From 81e32ecc72970c5662a0835b5005deb238bbd4a2 Mon Sep 17 00:00:00 2001
From: Magnus Norddahl <dpjudas@users.noreply.github.com>
Date: Tue, 30 Apr 2019 22:55:35 +0200
Subject: [PATCH] - implement stat gpu on vulkan and fix it on opengl

---
 .../gl/renderer/gl_renderbuffers.cpp          | 12 ++-
 src/rendering/gl/renderer/gl_renderbuffers.h  |  3 +
 src/rendering/gl/renderer/gl_scene.cpp        |  4 -
 src/rendering/gl/system/gl_debug.cpp          | 13 +---
 src/rendering/gl/system/gl_framebuffer.cpp    |  2 -
 .../postprocessing/hw_postprocess.cpp         | 50 ++++++++++++
 .../postprocessing/hw_postprocess.h           |  3 +
 .../vulkan/renderer/vk_postprocess.cpp        | 10 +++
 .../vulkan/renderer/vk_postprocess.h          |  3 +
 .../vulkan/system/vk_framebuffer.cpp          | 76 +++++++++++++++++++
 src/rendering/vulkan/system/vk_framebuffer.h  | 17 +++++
 src/rendering/vulkan/system/vk_objects.h      |  2 +-
 12 files changed, 176 insertions(+), 19 deletions(-)

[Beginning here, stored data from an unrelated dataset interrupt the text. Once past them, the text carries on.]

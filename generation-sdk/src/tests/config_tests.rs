//! Tests for configuration management functionality
//!
//! These tests verify the configuration providers and the provider config
//! loaded from them.

#[cfg(test)]
mod tests {
    use std::env;
    use std::time::Duration;

    use tokio_test::{assert_err, assert_ok};

    use crate::config::{
        CompositeConfigProvider, ConfigProvider, ConfigProviderExt, EnvConfigProvider,
        MemoryConfigProvider, ProviderConfig, DEFAULT_BASE_URL, MAX_RETRY_BUDGET,
    };
    use crate::error::ErrorKind;

    #[test]
    fn test_memory_config_provider() {
        let mut provider = MemoryConfigProvider::new();
        provider.set("provider_api_key", "test_key");
        provider.set("provider_timeout_seconds", "45");
        provider.set("provider_temperature", "0.3");
        provider.set("verbose", "yes");

        assert_eq!(provider.get_string("provider_api_key").unwrap(), "test_key");
        assert_eq!(provider.get_int("provider_timeout_seconds").unwrap(), 45);
        assert_eq!(provider.get_float("provider_temperature").unwrap(), 0.3);
        assert!(provider.get_bool("verbose").unwrap());

        assert_eq!(provider.get_string_or("missing", "default"), "default");
        assert_eq!(provider.get_int_or("missing", 60), 60);
        assert!(!provider.get_bool_or("missing", false));

        let err = provider.get_string("missing").unwrap_err();
        assert_eq!(err.kind(), ErrorKind::Configuration);
        assert!(provider.get_int("provider_api_key").is_err());
    }

    #[test]
    fn test_env_config_provider() {
        env::set_var("GENTEST_ENV_PROVIDER_API_KEY", "env_test_key");
        env::set_var("GENTEST_ENV_RETRY_BUDGET", "4");

        let provider = EnvConfigProvider::new()
            .with_prefix("GENTEST")
            .with_namespace("ENV");

        assert_eq!(provider.get_string("provider_api_key").unwrap(), "env_test_key");
        assert_eq!(provider.get_int("retry-budget").unwrap(), 4);
        assert!(provider.get_string("NON_EXISTENT").is_err());

        env::remove_var("GENTEST_ENV_PROVIDER_API_KEY");
        env::remove_var("GENTEST_ENV_RETRY_BUDGET");
    }

    #[test]
    fn test_composite_config_provider() {
        let mut memory_provider = MemoryConfigProvider::new();
        memory_provider.set("provider_api_key", "memory_key");

        env::set_var("GENTEST_COMPOSITE_PROVIDER_API_KEY", "env_key");
        env::set_var("GENTEST_COMPOSITE_PROVIDER_MODEL", "env-model");

        let env_provider = EnvConfigProvider::new()
            .with_prefix("GENTEST")
            .with_namespace("COMPOSITE");

        let mut composite = CompositeConfigProvider::new();
        composite.add_provider(memory_provider);
        composite.add_provider(env_provider);

        // First provider wins; later ones fill the gaps
        assert_eq!(composite.get_string("provider_api_key").unwrap(), "memory_key");
        assert_eq!(composite.get_string("provider_model").unwrap(), "env-model");
        assert!(composite.get_string("NON_EXISTENT").is_err());

        env::remove_var("GENTEST_COMPOSITE_PROVIDER_API_KEY");
        env::remove_var("GENTEST_COMPOSITE_PROVIDER_MODEL");
    }

    #[test]
    fn test_provider_config_from_provider() {
        let mut provider = MemoryConfigProvider::new();
        provider.set("provider_api_key", "sk-test");
        provider.set("provider_model", "gpt-4o");
        provider.set("provider_timeout_seconds", "10");
        provider.set("retry_budget", "1");
        provider.set("rate_limit_base_ms", "500");

        let config = assert_ok!(ProviderConfig::from_provider(&provider));
        assert_eq!(config.api_key, "sk-test");
        assert_eq!(config.default_model, "gpt-4o");
        assert_eq!(config.base_url, DEFAULT_BASE_URL);
        assert_eq!(config.max_tokens, 2000);

        let policy = config.retry_policy();
        assert_eq!(policy.retry_budget, 1);
        assert_eq!(policy.attempt_timeout, Duration::from_secs(10));
        assert_eq!(policy.rate_limit_base, Duration::from_millis(500));
        assert_eq!(policy.transient_base, Duration::from_millis(1000));
    }

    #[test]
    fn test_missing_credential_is_configuration_error() {
        let err = ProviderConfig::from_provider(&MemoryConfigProvider::new()).unwrap_err();
        assert_eq!(err.kind(), ErrorKind::Configuration);

        let blank = ProviderConfig {
            api_key: "   ".to_string(),
            ..ProviderConfig::default()
        };
        assert_eq!(blank.validate().unwrap_err().kind(), ErrorKind::Configuration);
    }

    #[test]
    fn test_invalid_base_url_is_configuration_error() {
        let config = ProviderConfig {
            api_key: "sk-test".to_string(),
            base_url: "not a url".to_string(),
            ..ProviderConfig::default()
        };
        assert_eq!(assert_err!(config.validate()).kind(), ErrorKind::Configuration);
    }

    #[test]
    fn test_zero_timeout_is_rejected() {
        let config = ProviderConfig {
            api_key: "sk-test".to_string(),
            timeout_seconds: 0,
            ..ProviderConfig::default()
        };
        assert_err!(config.validate());
    }

    #[test]
    fn test_negative_values_are_rejected() {
        for key in [
            "retry_budget",
            "provider_timeout_seconds",
            "provider_max_tokens",
            "rate_limit_base_ms",
            "transient_base_ms",
        ] {
            let mut provider = MemoryConfigProvider::new();
            provider.set("provider_api_key", "sk-test");
            provider.set(key, "-1");

            let err = assert_err!(ProviderConfig::from_provider(&provider));
            assert_eq!(err.kind(), ErrorKind::Configuration, "{}", key);
            assert!(err.to_string().contains(key));
        }
    }

    #[test]
    fn test_out_of_range_values_are_rejected() {
        let mut provider = MemoryConfigProvider::new();
        provider.set("provider_api_key", "sk-test");
        provider.set("provider_max_tokens", "5000000000");
        assert_err!(ProviderConfig::from_provider(&provider));

        let mut provider = MemoryConfigProvider::new();
        provider.set("provider_api_key", "sk-test");
        provider.set("retry_budget", "abc");
        assert_err!(ProviderConfig::from_provider(&provider));
    }

    #[test]
    fn test_retry_budget_is_capped() {
        let mut provider = MemoryConfigProvider::new();
        provider.set("provider_api_key", "sk-test");
        provider.set("retry_budget", &(MAX_RETRY_BUDGET + 1).to_string());
        let err = assert_err!(ProviderConfig::from_provider(&provider));
        assert_eq!(err.kind(), ErrorKind::Configuration);

        provider.set("retry_budget", &MAX_RETRY_BUDGET.to_string());
        let config = assert_ok!(ProviderConfig::from_provider(&provider));
        assert_eq!(config.retry_policy().max_attempts(), MAX_RETRY_BUDGET + 1);
    }
}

diff --git a/src/rendering/gl/renderer/gl_renderbuffers.cpp b/src/rendering/gl/renderer/gl_renderbuffers.cpp
index 2ab12e44a..fafd6b794 100644
--- a/src/rendering/gl/renderer/gl_renderbuffers.cpp
+++ b/src/rendering/gl/renderer/gl_renderbuffers.cpp
@@ -857,8 +857,6 @@ FShaderProgram *GLPPRenderState::GetGLShader(PPShader *shader)
 
 void GLPPRenderState::Draw()
 {
-	//FGLDebug::PushGroup(name.GetChars());
-
 	FGLPostProcessState savedState;
 
 	// Bind input textures
@@ -971,8 +969,16 @@ void GLPPRenderState::Draw()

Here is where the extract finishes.